**TASK TO CARRY OUT:**
Please write out exactly the lines that begin at the line containing "failed part way." and run to the end of the records.

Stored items
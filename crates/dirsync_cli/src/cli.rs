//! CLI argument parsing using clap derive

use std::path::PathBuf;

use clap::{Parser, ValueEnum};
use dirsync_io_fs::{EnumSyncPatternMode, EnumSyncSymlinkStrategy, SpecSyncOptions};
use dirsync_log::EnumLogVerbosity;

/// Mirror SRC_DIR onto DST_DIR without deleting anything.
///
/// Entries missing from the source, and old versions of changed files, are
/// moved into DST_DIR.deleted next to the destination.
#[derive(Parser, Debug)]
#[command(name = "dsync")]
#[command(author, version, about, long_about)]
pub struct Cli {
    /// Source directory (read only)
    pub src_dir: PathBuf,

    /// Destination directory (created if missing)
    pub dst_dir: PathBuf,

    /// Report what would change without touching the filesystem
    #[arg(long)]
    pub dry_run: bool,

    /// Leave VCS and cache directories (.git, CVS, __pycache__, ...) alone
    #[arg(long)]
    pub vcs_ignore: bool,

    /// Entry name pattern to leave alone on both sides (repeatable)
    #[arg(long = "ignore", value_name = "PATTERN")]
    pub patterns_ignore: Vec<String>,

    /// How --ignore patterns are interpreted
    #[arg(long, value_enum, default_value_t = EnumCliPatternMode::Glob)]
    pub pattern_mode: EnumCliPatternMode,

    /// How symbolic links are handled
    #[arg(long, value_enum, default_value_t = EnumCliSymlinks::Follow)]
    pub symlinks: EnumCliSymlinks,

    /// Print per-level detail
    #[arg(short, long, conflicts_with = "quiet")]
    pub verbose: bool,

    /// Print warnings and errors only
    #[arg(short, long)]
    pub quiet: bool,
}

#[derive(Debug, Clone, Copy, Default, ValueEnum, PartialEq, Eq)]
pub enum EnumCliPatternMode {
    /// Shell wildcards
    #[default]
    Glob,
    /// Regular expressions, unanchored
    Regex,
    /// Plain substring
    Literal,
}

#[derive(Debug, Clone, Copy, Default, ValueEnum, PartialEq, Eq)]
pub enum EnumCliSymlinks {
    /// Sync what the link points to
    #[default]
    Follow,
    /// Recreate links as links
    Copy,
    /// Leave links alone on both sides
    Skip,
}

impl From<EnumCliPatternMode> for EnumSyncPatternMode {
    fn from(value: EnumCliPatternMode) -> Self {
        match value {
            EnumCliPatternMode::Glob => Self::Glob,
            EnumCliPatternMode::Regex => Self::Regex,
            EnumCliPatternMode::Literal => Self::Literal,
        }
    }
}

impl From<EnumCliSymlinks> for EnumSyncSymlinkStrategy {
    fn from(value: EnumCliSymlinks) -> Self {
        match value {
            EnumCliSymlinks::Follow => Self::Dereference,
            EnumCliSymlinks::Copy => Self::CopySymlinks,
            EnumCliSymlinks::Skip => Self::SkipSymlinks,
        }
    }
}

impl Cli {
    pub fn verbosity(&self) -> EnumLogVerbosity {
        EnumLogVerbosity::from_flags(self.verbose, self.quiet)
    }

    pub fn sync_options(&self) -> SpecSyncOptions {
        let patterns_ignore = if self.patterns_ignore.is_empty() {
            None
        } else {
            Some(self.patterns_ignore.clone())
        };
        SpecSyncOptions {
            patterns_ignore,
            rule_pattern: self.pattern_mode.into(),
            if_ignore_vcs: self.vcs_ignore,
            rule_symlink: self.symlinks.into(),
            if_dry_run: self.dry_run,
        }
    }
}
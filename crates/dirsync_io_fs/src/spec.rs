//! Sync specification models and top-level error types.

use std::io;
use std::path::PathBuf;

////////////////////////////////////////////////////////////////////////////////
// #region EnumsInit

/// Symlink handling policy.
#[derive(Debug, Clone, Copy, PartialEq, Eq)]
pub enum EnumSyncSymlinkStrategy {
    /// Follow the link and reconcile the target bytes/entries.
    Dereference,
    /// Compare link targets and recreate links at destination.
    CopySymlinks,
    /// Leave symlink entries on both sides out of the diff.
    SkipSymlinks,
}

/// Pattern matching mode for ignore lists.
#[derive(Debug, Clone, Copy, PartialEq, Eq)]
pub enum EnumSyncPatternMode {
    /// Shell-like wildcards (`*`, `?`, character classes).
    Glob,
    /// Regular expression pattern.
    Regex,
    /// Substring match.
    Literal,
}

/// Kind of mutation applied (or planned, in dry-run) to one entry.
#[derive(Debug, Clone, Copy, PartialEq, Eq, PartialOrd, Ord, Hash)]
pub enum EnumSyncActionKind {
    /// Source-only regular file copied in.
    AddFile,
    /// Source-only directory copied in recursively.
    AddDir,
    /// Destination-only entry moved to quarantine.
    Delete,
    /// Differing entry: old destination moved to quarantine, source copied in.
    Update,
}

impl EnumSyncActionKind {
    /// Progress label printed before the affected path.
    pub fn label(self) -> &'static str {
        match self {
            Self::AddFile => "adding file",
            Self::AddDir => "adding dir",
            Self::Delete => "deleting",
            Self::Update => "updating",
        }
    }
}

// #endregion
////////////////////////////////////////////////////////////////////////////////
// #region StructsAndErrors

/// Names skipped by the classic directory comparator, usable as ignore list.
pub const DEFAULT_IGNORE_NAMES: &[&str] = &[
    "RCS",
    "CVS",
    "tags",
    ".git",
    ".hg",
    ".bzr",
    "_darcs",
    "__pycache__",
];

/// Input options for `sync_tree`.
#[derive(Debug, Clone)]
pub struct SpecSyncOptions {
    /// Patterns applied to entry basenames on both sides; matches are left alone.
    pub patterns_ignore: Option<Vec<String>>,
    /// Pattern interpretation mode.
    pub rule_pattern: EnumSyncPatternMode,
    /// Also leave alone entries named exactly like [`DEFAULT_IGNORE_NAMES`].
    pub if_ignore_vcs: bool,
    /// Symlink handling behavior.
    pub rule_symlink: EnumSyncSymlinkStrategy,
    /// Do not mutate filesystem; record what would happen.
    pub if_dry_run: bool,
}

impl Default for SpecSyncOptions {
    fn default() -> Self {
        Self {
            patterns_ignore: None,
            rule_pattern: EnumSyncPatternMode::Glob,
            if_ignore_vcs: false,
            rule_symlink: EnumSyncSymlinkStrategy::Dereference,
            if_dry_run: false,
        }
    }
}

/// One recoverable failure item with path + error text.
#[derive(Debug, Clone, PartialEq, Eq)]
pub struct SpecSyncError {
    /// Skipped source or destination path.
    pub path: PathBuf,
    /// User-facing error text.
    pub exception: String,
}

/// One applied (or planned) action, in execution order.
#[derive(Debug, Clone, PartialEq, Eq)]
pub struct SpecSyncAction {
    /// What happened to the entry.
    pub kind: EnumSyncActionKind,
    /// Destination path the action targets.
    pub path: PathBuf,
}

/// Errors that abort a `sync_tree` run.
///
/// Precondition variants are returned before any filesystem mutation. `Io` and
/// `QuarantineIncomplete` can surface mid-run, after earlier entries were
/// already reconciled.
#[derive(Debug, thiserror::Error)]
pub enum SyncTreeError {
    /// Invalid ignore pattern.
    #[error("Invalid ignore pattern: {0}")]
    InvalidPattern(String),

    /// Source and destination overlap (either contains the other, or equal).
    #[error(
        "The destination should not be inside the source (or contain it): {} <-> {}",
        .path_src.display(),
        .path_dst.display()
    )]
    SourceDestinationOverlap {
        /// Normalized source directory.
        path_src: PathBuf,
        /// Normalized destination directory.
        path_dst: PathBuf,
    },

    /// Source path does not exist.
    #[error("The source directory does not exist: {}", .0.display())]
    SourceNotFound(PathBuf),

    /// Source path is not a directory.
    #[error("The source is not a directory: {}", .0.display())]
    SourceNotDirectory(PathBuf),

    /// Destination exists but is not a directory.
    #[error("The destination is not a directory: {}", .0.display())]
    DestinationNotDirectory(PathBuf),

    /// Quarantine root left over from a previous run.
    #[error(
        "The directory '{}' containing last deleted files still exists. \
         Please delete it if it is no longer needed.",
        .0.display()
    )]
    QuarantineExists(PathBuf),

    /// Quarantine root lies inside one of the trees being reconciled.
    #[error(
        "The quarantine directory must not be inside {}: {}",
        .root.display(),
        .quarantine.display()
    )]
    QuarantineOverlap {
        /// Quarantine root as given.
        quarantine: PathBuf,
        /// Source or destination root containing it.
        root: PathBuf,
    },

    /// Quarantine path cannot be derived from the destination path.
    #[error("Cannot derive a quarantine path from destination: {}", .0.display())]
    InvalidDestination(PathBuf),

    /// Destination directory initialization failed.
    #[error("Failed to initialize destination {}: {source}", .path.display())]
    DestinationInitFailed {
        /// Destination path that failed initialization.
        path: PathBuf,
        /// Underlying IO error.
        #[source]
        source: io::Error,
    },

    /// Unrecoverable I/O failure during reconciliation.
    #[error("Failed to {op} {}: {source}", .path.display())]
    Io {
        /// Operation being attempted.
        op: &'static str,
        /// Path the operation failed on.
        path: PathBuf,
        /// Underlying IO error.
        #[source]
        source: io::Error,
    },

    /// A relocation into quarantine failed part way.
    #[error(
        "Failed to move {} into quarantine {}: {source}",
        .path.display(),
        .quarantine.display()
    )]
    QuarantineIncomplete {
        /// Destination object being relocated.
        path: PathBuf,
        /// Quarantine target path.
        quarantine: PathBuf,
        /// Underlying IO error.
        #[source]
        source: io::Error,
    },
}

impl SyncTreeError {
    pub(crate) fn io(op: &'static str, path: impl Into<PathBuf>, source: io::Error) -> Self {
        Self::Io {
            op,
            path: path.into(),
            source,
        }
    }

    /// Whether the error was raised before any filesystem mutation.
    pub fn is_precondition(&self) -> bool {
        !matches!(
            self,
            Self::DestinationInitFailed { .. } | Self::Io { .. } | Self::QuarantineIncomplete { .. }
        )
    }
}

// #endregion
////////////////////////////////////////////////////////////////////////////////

**THE ANSWER:**
    /// A relocation into quarantine failed part way.
    #[error(
        "Failed to move {} into quarantine {}: {source}",
        .path.display(),
        .quarantine.display()
    )]
    QuarantineIncomplete {
        /// Destination object being relocated.
        path: PathBuf,
        /// Quarantine target path.
        quarantine: PathBuf,
        /// Underlying IO error.
        #[source]
        source: io::Error,
    },
}

impl SyncTreeError {
    pub(crate) fn io(op: &'static str, path: impl Into<PathBuf>, source: io::Error) -> Self {
        Self::Io {
            op,
            path: path.into(),
            source,
        }
    }

    /// Whether the error was raised before any filesystem mutation.
    pub fn is_precondition(&self) -> bool {
        !matches!(
            self,
            Self::DestinationInitFailed { .. } | Self::Io { .. } | Self::QuarantineIncomplete { .. }
        )
    }
}

// #endregion
////////////////////////////////////////////////////////////////////////////////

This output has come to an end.